◆ **WHAT THIS TASK INVOLVES**
Would you reproduce, without any alteration, the lines from the opening line of the entries through the line that has "updated in place" in it?

◆ **DATA RECORDS**
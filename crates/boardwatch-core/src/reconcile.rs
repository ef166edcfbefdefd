//! Catalog reconciliation for one run.
//!
//! A run moves through three phases in order:
//!
//! 1. **Fence**: every stored listing is marked removed ([`Reconciler::fence`]).
//! 2. **Reconcile**: each candidate is looked up by external id and either
//!    updated in place (`removed = false`) or inserted
//!    ([`Reconciler::reconcile`]). Failures are contained to that one listing.
//! 3. **Close**: nothing is swept. Rows never revisited keep `removed = true`
//!    from the fence. The session is committed ([`Reconciler::close`]) or
//!    rolled back ([`Reconciler::abort`]).
//!
//! Candidates are applied strictly one at a time in arrival order, so a
//! duplicated external id within a run resolves to the last candidate.

use serde::Serialize;

use crate::error::AppError;
use crate::models::Candidate;
use crate::traits::ListingRun;

/// Something the reconciler did that outside parties may care about.
///
/// The reconciler never delivers notifications itself; the orchestrator turns
/// `Inserted` events into messages after the run is committed.
#[derive(Debug, Clone, PartialEq)]
pub enum ListingEvent {
    Inserted { id: i64, candidate: Candidate },
    Changed { id: i64, external_id: i64 },
    Failed { external_id: i64, error: String },
}

/// What happened to a single candidate.
#[derive(Debug, Clone, Copy, PartialEq, Eq)]
pub enum Outcome {
    Inserted,
    Changed,
    Unchanged,
    Failed,
}

/// Per-run counters.
#[derive(Debug, Clone, Default, PartialEq, Eq, Serialize)]
pub struct ReconcileStats {
    /// Rows marked removed by the fence.
    pub fenced: u64,
    pub inserted: usize,
    pub changed: usize,
    pub unchanged: usize,
    pub failed: usize,
}

/// Result of a closed run.
#[derive(Debug, Clone)]
pub struct Reconciled {
    pub stats: ReconcileStats,
    pub events: Vec<ListingEvent>,
    /// Rows left marked removed at close; `None` if the count could not be read.
    pub removed: Option<u64>,
}

impl Reconciled {
    /// Candidates inserted during the run, in insertion order.
    pub fn inserted(&self) -> impl Iterator<Item = &Candidate> {
        self.events.iter().filter_map(|e| match e {
            ListingEvent::Inserted { candidate, .. } => Some(candidate),
            _ => None,
        })
    }
}

/// Applies candidates to a fenced [`ListingRun`].
pub struct Reconciler<R: ListingRun> {
    run: R,
    stats: ReconcileStats,
    events: Vec<ListingEvent>,
}

impl<R: ListingRun> Reconciler<R> {
    /// Fence the catalog. On failure the session is rolled back and the
    /// catalog is left as it was before the run.
    pub async fn fence(mut run: R) -> Result<Self, AppError> {
        match run.mark_all_removed().await {
            Ok(fenced) => {
                tracing::info!(%fenced, "Catalog fenced");
                Ok(Self {
                    run,
                    stats: ReconcileStats {
                        fenced,
                        ..ReconcileStats::default()
                    },
                    events: Vec::new(),
                })
            }
            Err(e) => {
                if let Err(rollback_err) = run.rollback().await {
                    tracing::warn!(error = %rollback_err, "Rollback after failed fence also failed");
                }
                Err(AppError::FenceError(e.to_string()))
            }
        }
    }

    pub fn stats(&self) -> &ReconcileStats {
        &self.stats
    }

    /// Apply one candidate. Never fails the run: persistence errors are
    /// logged, counted and recorded as [`ListingEvent::Failed`].
    pub async fn reconcile(&mut self, candidate: &Candidate) -> Outcome {
        let outcome = match self.apply(candidate).await {
            Ok(outcome) => outcome,
            Err(e) => {
                tracing::warn!(
                    external_id = candidate.external_id,
                    error = %e,
                    "Failed to reconcile listing, skipping"
                );
                self.events.push(ListingEvent::Failed {
                    external_id: candidate.external_id,
                    error: e.to_string(),
                });
                Outcome::Failed
            }
        };

        match outcome {
            Outcome::Inserted => self.stats.inserted += 1,
            Outcome::Changed => self.stats.changed += 1,
            Outcome::Unchanged => self.stats.unchanged += 1,
            Outcome::Failed => self.stats.failed += 1,
        }
        outcome
    }

    async fn apply(&mut self, candidate: &Candidate) -> Result<Outcome, AppError> {
        let external_id = candidate.external_id;

        if let Some(existing) = self.run.find_by_external_id(external_id).await? {
            let id = self.run.update(candidate, false).await?;
            if existing.matches(candidate) {
                tracing::debug!(%id, external_id, "Listing unchanged");
                return Ok(Outcome::Unchanged);
            }
            tracing::debug!(%id, external_id, "Listing updated");
            self.events.push(ListingEvent::Changed { id, external_id });
            return Ok(Outcome::Changed);
        }

        match self.run.insert(candidate).await {
            Ok(id) => {
                tracing::info!(%id, external_id, title = %candidate.title, "New listing");
                self.events.push(ListingEvent::Inserted {
                    id,
                    candidate: candidate.clone(),
                });
                Ok(Outcome::Inserted)
            }
            Err(AppError::ConstraintViolation(msg)) => {
                // Lookup said absent but the key exists: treat as an update.
                tracing::warn!(external_id, %msg, "Insert collided, updating instead");
                let id = self.run.update(candidate, false).await?;
                self.events.push(ListingEvent::Changed { id, external_id });
                Ok(Outcome::Changed)
            }
            Err(e) => Err(e),
        }
    }

    /// Commit the run. Rows still fenced stay removed.
    pub async fn close(mut self) -> Result<Reconciled, AppError> {
        let removed = match self.run.count_removed().await {
            Ok(n) => Some(n),
            Err(e) => {
                tracing::warn!(error = %e, "Could not count removed listings");
                None
            }
        };

        self.run.commit().await?;
        tracing::info!(
            inserted = self.stats.inserted,
            changed = self.stats.changed,
            unchanged = self.stats.unchanged,
            failed = self.stats.failed,
            ?removed,
            "Run committed"
        );

        Ok(Reconciled {
            stats: self.stats,
            events: self.events,
            removed,
        })
    }

    /// Roll back the fence and every write of this run.
    pub async fn abort(self) -> Result<ReconcileStats, AppError> {
        self.run.rollback().await?;
        tracing::warn!("Run rolled back, catalog unchanged");
        Ok(self.stats)
    }
}

#[cfg(test)]
mod tests {
    use super::*;
    use crate::testutil::*;
    use crate::traits::ListingStore;

    #[tokio::test]
    async fn test_inserts_unseen_and_updates_seen() {
        let store = MockStore::with_listings(vec![candidate(1, "Old board")]);
        let mut rec = Reconciler::fence(store.begin_run().await.unwrap())
            .await
            .unwrap();

        assert_eq!(rec.reconcile(&candidate(1, "Old board")).await, Outcome::Unchanged);
        assert_eq!(rec.reconcile(&candidate(2, "New board")).await, Outcome::Inserted);
        let done = rec.close().await.unwrap();

        assert_eq!(done.stats.fenced, 1);
        assert_eq!(done.stats.inserted, 1);
        assert_eq!(done.stats.unchanged, 1);
        assert_eq!(done.removed, Some(0));
        assert_eq!(
            done.inserted().map(|c| c.external_id).collect::<Vec<_>>(),
            vec![2]
        );
        assert!(!store.get(1).unwrap().removed);
        assert!(!store.get(2).unwrap().removed);
    }

    #[tokio::test]
    async fn test_unseen_listings_stay_removed() {
        let store = MockStore::with_listings(vec![candidate(1, "A"), candidate(2, "B")]);
        let mut rec = Reconciler::fence(store.begin_run().await.unwrap())
            .await
            .unwrap();
        rec.reconcile(&candidate(2, "B")).await;
        let done = rec.close().await.unwrap();

        assert_eq!(done.removed, Some(1));
        assert!(store.get(1).unwrap().removed);
        assert!(!store.get(2).unwrap().removed);
    }

    #[tokio::test]
    async fn test_update_overwrites_fields_and_keeps_identity() {
        let store = MockStore::with_listings(vec![candidate(1, "Board")]);
        let before = store.get(1).unwrap();

        let mut fresh = candidate(1, "Board, price drop");
        fresh.price = Some(80.0);
        fresh.volume = Some(30.0);

        let mut rec = Reconciler::fence(store.begin_run().await.unwrap())
            .await
            .unwrap();
        assert_eq!(rec.reconcile(&fresh).await, Outcome::Changed);
        rec.close().await.unwrap();

        let after = store.get(1).unwrap();
        assert_eq!(after.id, before.id);
        assert_eq!(after.first_seen_at, before.first_seen_at);
        assert!(after.matches(&fresh));
        assert!(!after.removed);
    }

    #[tokio::test]
    async fn test_duplicate_external_id_last_write_wins() {
        let store = MockStore::empty();
        let mut rec = Reconciler::fence(store.begin_run().await.unwrap())
            .await
            .unwrap();

        assert_eq!(rec.reconcile(&candidate(5, "First")).await, Outcome::Inserted);
        assert_eq!(rec.reconcile(&candidate(5, "Second")).await, Outcome::Changed);
        rec.close().await.unwrap();

        assert_eq!(store.len(), 1);
        assert_eq!(store.get(5).unwrap().title, "Second");
    }

    #[tokio::test]
    async fn test_per_listing_failure_is_contained() {
        let store = MockStore::empty().failing_insert(2);
        let mut rec = Reconciler::fence(store.begin_run().await.unwrap())
            .await
            .unwrap();

        assert_eq!(rec.reconcile(&candidate(1, "A")).await, Outcome::Inserted);
        assert_eq!(rec.reconcile(&candidate(2, "B")).await, Outcome::Failed);
        assert_eq!(rec.reconcile(&candidate(3, "C")).await, Outcome::Inserted);
        let done = rec.close().await.unwrap();

        assert_eq!(done.stats.failed, 1);
        assert!(done.events.iter().any(|e| matches!(
            e,
            ListingEvent::Failed { external_id: 2, .. }
        )));
        assert!(store.get(1).is_some());
        assert!(store.get(2).is_none());
        assert!(store.get(3).is_some());
    }

    #[tokio::test]
    async fn test_update_failure_leaves_row_fenced_and_continues() {
        let store = MockStore::with_listings(vec![candidate(1, "A"), candidate(2, "B")])
            .failing_update(1);
        let mut rec = Reconciler::fence(store.begin_run().await.unwrap())
            .await
            .unwrap();

        assert_eq!(rec.reconcile(&candidate(1, "A")).await, Outcome::Failed);
        assert_eq!(rec.reconcile(&candidate(2, "B2")).await, Outcome::Changed);
        let done = rec.close().await.unwrap();

        assert_eq!(done.stats.failed, 1);
        assert_eq!(done.stats.changed, 1);
        assert_eq!(done.removed, Some(1));
        assert!(done.events.iter().any(|e| matches!(
            e,
            ListingEvent::Failed { external_id: 1, .. }
        )));

        let failed = store.get(1).unwrap();
        assert_eq!(failed.title, "A");
        assert!(failed.removed);
        let applied = store.get(2).unwrap();
        assert_eq!(applied.title, "B2");
        assert!(!applied.removed);
    }

    #[tokio::test]
    async fn test_insert_collision_falls_back_to_update() {
        let store = MockStore::with_listings(vec![candidate(8, "Hidden")]).hiding_on_lookup(8);
        let mut rec = Reconciler::fence(store.begin_run().await.unwrap())
            .await
            .unwrap();

        assert_eq!(rec.reconcile(&candidate(8, "Visible")).await, Outcome::Changed);
        rec.close().await.unwrap();

        assert_eq!(store.len(), 1);
        let row = store.get(8).unwrap();
        assert_eq!(row.title, "Visible");
        assert!(!row.removed);
    }

    #[tokio::test]
    async fn test_fence_failure_leaves_catalog_untouched() {
        let store = MockStore::with_listings(vec![candidate(1, "A")]).failing_fence();
        let err = Reconciler::fence(store.begin_run().await.unwrap())
            .await
            .err()
            .unwrap();

        assert!(matches!(err, AppError::FenceError(_)));
        assert!(!store.get(1).unwrap().removed);
        assert_eq!(store.rollbacks(), 1);
    }

    #[tokio::test]
    async fn test_abort_restores_previous_state() {
        let store = MockStore::with_listings(vec![candidate(1, "A")]);
        let mut rec = Reconciler::fence(store.begin_run().await.unwrap())
            .await
            .unwrap();
        rec.reconcile(&candidate(2, "B")).await;
        let stats = rec.abort().await.unwrap();

        assert_eq!(stats.inserted, 1);
        assert!(!store.get(1).unwrap().removed);
        assert!(store.get(2).is_none());
    }
}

◆ **RESPONSE TO THE EXERCISE**
filename crates/boardwatch-core/src/reconcile.rs
repository ef166edcfbefdefd
//! Catalog reconciliation for one run.
//!
//! A run moves through three phases in order:
//!
//! 1. **Fence**: every stored listing is marked removed ([`Reconciler::fence`]).
//! 2. **Reconcile**: each candidate is looked up by external id and either
//!    updated in place (`removed = false`) or inserted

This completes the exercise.